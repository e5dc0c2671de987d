#![deny(
    unsafe_code,
    missing_docs,
    dead_code,
    unused_results,
    non_snake_case,
    unreachable_pub
)]

//! Core contracts shared across the bar salience stimulus generator.
//!
//! This crate defines the vocabulary connecting the generation systems and the
//! batch adapters. Adapters build a [`StimulusConfig`] per condition, the
//! composer system turns it into a [`StimulusPair`] by way of the volume
//! sampler's [`BarMagnitudeSet`] values, and every failure along the way is
//! surfaced as a [`GenerationError`]. Nothing in here draws random numbers.

use std::ops::RangeInclusive;

use serde::{Deserialize, Serialize};
use thiserror::Error;

/// Height of the drawing canvas. Every bar is drawn inside `[0, CANVAS_HEIGHT]`.
pub const CANVAS_HEIGHT: f64 = 100.0;

/// Lightest darkness level a bar may be drawn with.
pub const MIN_DARKNESS: u8 = 1;

/// Darkest darkness level a bar may be drawn with.
pub const MAX_DARKNESS: u8 = 7;

/// Lowest position a target bar may occupy within its array.
pub const MIN_TARGET_INDEX: usize = 2;

/// Positions at the tail of an array that the later target bar never reaches.
pub const TARGET_TAIL_MARGIN: usize = 3;

/// Slack tolerated when comparing derived floating-point positions against the canvas bounds.
pub const CANVAS_TOLERANCE: f64 = 1e-9;

/// Identifies one of the two arrays shown in a stimulus pair.
///
/// Doubles as the cue polarity flag: a cue "points at" the array that carries
/// the stronger value. Serialized as the experiment's `1`/`2` flag values.
#[derive(
    Clone, Copy, Debug, PartialEq, Eq, Hash, PartialOrd, Ord, Serialize, Deserialize,
)]
#[serde(try_from = "u8", into = "u8")]
pub enum ArraySlot {
    /// The array presented first, flag value `1`.
    A,
    /// The array presented second, flag value `2`.
    B,
}

impl ArraySlot {
    /// Both slots in presentation order.
    pub const ALL: [ArraySlot; 2] = [ArraySlot::A, ArraySlot::B];

    /// Numeric flag used by the experiment runner.
    #[must_use]
    pub const fn flag(self) -> u8 {
        match self {
            Self::A => 1,
            Self::B => 2,
        }
    }

    /// Returns the opposite slot.
    #[must_use]
    pub const fn other(self) -> Self {
        match self {
            Self::A => Self::B,
            Self::B => Self::A,
        }
    }
}

impl From<ArraySlot> for u8 {
    fn from(slot: ArraySlot) -> Self {
        slot.flag()
    }
}

impl TryFrom<u8> for ArraySlot {
    type Error = InvalidFlag;

    fn try_from(value: u8) -> Result<Self, Self::Error> {
        match value {
            1 => Ok(Self::A),
            2 => Ok(Self::B),
            other => Err(InvalidFlag(other)),
        }
    }
}

/// Raised when a polarity flag outside `{1, 2}` is decoded.
#[derive(Clone, Copy, Debug, PartialEq, Eq, Error)]
#[error("polarity flag must be 1 or 2, got {0}")]
pub struct InvalidFlag(pub u8);

/// Which array carries the stronger value for each of the four cues.
#[derive(
    Clone, Copy, Debug, PartialEq, Eq, Hash, PartialOrd, Ord, Serialize, Deserialize,
)]
pub struct CuePolarities {
    /// Array whose target bar reaches higher on the canvas.
    pub higher: ArraySlot,
    /// Array whose target bar sits at the larger position index.
    pub later: ArraySlot,
    /// Array whose target bar is longer.
    pub longer: ArraySlot,
    /// Array whose target bar is drawn darker.
    pub darker: ArraySlot,
}

impl CuePolarities {
    /// Creates a polarity set from explicit slots.
    #[must_use]
    pub const fn new(
        higher: ArraySlot,
        later: ArraySlot,
        longer: ArraySlot,
        darker: ArraySlot,
    ) -> Self {
        Self {
            higher,
            later,
            longer,
            darker,
        }
    }

    /// Every polarity combination, ordered with `higher` varying slowest and `darker` fastest.
    #[must_use]
    pub fn all() -> Vec<Self> {
        let mut combinations = Vec::with_capacity(16);
        for higher in ArraySlot::ALL {
            for later in ArraySlot::ALL {
                for longer in ArraySlot::ALL {
                    for darker in ArraySlot::ALL {
                        combinations.push(Self::new(higher, later, longer, darker));
                    }
                }
            }
        }
        combinations
    }

    /// Flag values in `higher, later, longer, darker` order.
    #[must_use]
    pub const fn flags(&self) -> [u8; 4] {
        [
            self.higher.flag(),
            self.later.flag(),
            self.longer.flag(),
            self.darker.flag(),
        ]
    }
}

impl Default for CuePolarities {
    fn default() -> Self {
        Self::new(ArraySlot::A, ArraySlot::A, ArraySlot::A, ArraySlot::A)
    }
}

/// Controlled differences between the two target bars.
#[derive(Clone, Copy, Debug, PartialEq, Serialize, Deserialize)]
pub struct Difficulty {
    /// Vertical distance between the two target bars' top edges.
    pub delta_height: f64,
    /// Distance between the two target bars' positions within their arrays.
    pub delta_index: usize,
    /// Relative shortening of the shorter target bar; `0.1` makes it 90% as long.
    pub delta_length: f64,
}

impl Difficulty {
    /// Creates a difficulty level from its three deltas.
    #[must_use]
    pub const fn new(delta_height: f64, delta_index: usize, delta_length: f64) -> Self {
        Self {
            delta_height,
            delta_index,
            delta_length,
        }
    }
}

impl Default for Difficulty {
    fn default() -> Self {
        Self::new(10.0, 2, 0.1)
    }
}

/// Bar count and canvas geometry shared by both arrays of a pair.
#[derive(Clone, Copy, Debug, PartialEq, Serialize, Deserialize)]
pub struct LayoutBounds {
    /// Number of bars in each array.
    pub num_of_bars: usize,
    /// Shortest length a non-target bar may take.
    pub min_bar_height: u32,
    /// Longest length any bar may take.
    pub max_bar_height: u32,
    /// Minimum clearance between every bar and the canvas edges.
    pub min_edge_gap: f64,
}

impl LayoutBounds {
    /// Lowest floor any bar may be placed at.
    #[must_use]
    pub fn lowest_floor(&self) -> f64 {
        self.min_edge_gap
    }

    /// Highest point any bar may reach.
    #[must_use]
    pub fn highest_top(&self) -> f64 {
        CANVAS_HEIGHT - self.min_edge_gap
    }

    /// Floor range that keeps a bar of `length` inside the canvas clearance.
    ///
    /// The range is empty (start above end) when the bar cannot fit.
    #[must_use]
    pub fn floor_range(&self, length: f64) -> (f64, f64) {
        (self.lowest_floor(), self.highest_top() - length)
    }
}

impl Default for LayoutBounds {
    fn default() -> Self {
        Self {
            num_of_bars: 10,
            min_bar_height: 20,
            max_bar_height: 70,
            min_edge_gap: 5.0,
        }
    }
}

/// Parameters of the darkness levels assigned to bars.
#[derive(Clone, Copy, Debug, PartialEq, Eq, Serialize, Deserialize)]
pub struct DarknessTuning {
    /// How much lighter the dimmer target is than the darker one.
    pub delta_darkness: u8,
    /// Minimum margin between a target and the darkest non-target bar in its array.
    pub darkest_salience: u8,
    /// Spread of the darker target's level below [`MAX_DARKNESS`].
    pub darkest_variance: u8,
}

impl Default for DarknessTuning {
    fn default() -> Self {
        Self {
            delta_darkness: 1,
            darkest_salience: 2,
            darkest_variance: 1,
        }
    }
}

/// Everything needed to compose one stimulus pair.
#[derive(Clone, Copy, Debug, Default, PartialEq, Serialize, Deserialize)]
pub struct StimulusConfig {
    /// Requested cue polarities.
    pub cues: CuePolarities,
    /// Deltas between the two target bars.
    pub difficulty: Difficulty,
    /// Bar count and canvas geometry.
    pub layout: LayoutBounds,
    /// Darkness level parameters.
    #[serde(default)]
    pub darkness: DarknessTuning,
}

impl StimulusConfig {
    /// Checks every feasibility condition that does not depend on random draws.
    ///
    /// The outcome is a pure function of the configuration: a config that fails
    /// here fails on every call and must be fixed rather than retried.
    pub fn validate(&self) -> Result<(), GenerationError> {
        let layout = &self.layout;
        let difficulty = &self.difficulty;

        let index_ceiling = layout
            .num_of_bars
            .checked_sub(TARGET_TAIL_MARGIN + difficulty.delta_index);
        if index_ceiling.map_or(true, |ceiling| ceiling < MIN_TARGET_INDEX) {
            return Err(ConfigIssue::TargetIndexSpan {
                num_of_bars: layout.num_of_bars,
                delta_index: difficulty.delta_index,
            }
            .into());
        }

        if layout.min_bar_height == 0 || layout.min_bar_height > layout.max_bar_height {
            return Err(ConfigIssue::BarHeightBounds {
                min_bar_height: layout.min_bar_height,
                max_bar_height: layout.max_bar_height,
            }
            .into());
        }

        let available = (layout.max_bar_height - layout.min_bar_height) as usize + 1;
        let required = layout.num_of_bars - 1;
        if required > available {
            return Err(ConfigIssue::TooFewDistinctHeights {
                required,
                available,
            }
            .into());
        }

        let span = f64::from(layout.max_bar_height - layout.min_bar_height);
        if !(0.0..=span).contains(&difficulty.delta_height) {
            return Err(ConfigIssue::HeightDelta {
                delta_height: difficulty.delta_height,
                span,
            }
            .into());
        }

        if !(0.0..1.0).contains(&difficulty.delta_length) {
            return Err(ConfigIssue::LengthDelta {
                delta_length: difficulty.delta_length,
            }
            .into());
        }

        let fill = (layout.num_of_bars - 1) as f64;
        let min = f64::from(layout.min_bar_height);
        let max = f64::from(layout.max_bar_height);
        // `fill` distinct integer heights sum to at least `fill * min + spread`
        // and at most `fill * max - spread`.
        let spread = fill * (fill - 1.0) / 2.0;
        let least_needed =
            fill * min + spread + (min + difficulty.delta_height) * difficulty.delta_length;
        let most_needed = fill * max - spread + max * difficulty.delta_length;
        if least_needed < fill * min || most_needed > fill * max {
            return Err(ConfigIssue::VolumeSpan {
                least_needed,
                most_needed,
                least_capacity: fill * min,
                most_capacity: fill * max,
            }
            .into());
        }

        if !(0.0..CANVAS_HEIGHT / 2.0).contains(&layout.min_edge_gap) {
            return Err(ConfigIssue::EdgeGap {
                min_edge_gap: layout.min_edge_gap,
            }
            .into());
        }

        let darkness = &self.darkness;
        let dimmest_target = i32::from(MAX_DARKNESS)
            - i32::from(darkness.darkest_variance)
            - i32::from(darkness.delta_darkness);
        if dimmest_target - i32::from(darkness.darkest_salience) < i32::from(MIN_DARKNESS) {
            return Err(ConfigIssue::DarknessRange {
                delta_darkness: darkness.delta_darkness,
                darkest_salience: darkness.darkest_salience,
                darkest_variance: darkness.darkest_variance,
            }
            .into());
        }

        Ok(())
    }

    /// Positions the earlier target bar may be drawn from.
    ///
    /// Only meaningful for configs that pass [`StimulusConfig::validate`].
    #[must_use]
    pub fn target_index_range(&self) -> RangeInclusive<usize> {
        let ceiling = self
            .layout
            .num_of_bars
            .saturating_sub(TARGET_TAIL_MARGIN + self.difficulty.delta_index);
        MIN_TARGET_INDEX..=ceiling
    }
}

YOUR GOAL: Taking the entries above, write out exactly each line from the one holding "polarity combination, ordered" to the one holding "for higher in", both included, and stop there.

ANSWER SPACE:
    /// Every polarity combination, ordered with `higher` varying slowest and `darker` fastest.
    #[must_use]
    pub fn all() -> Vec<Self> {
        let mut combinations = Vec::with_capacity(16);
        for higher in ArraySlot::ALL {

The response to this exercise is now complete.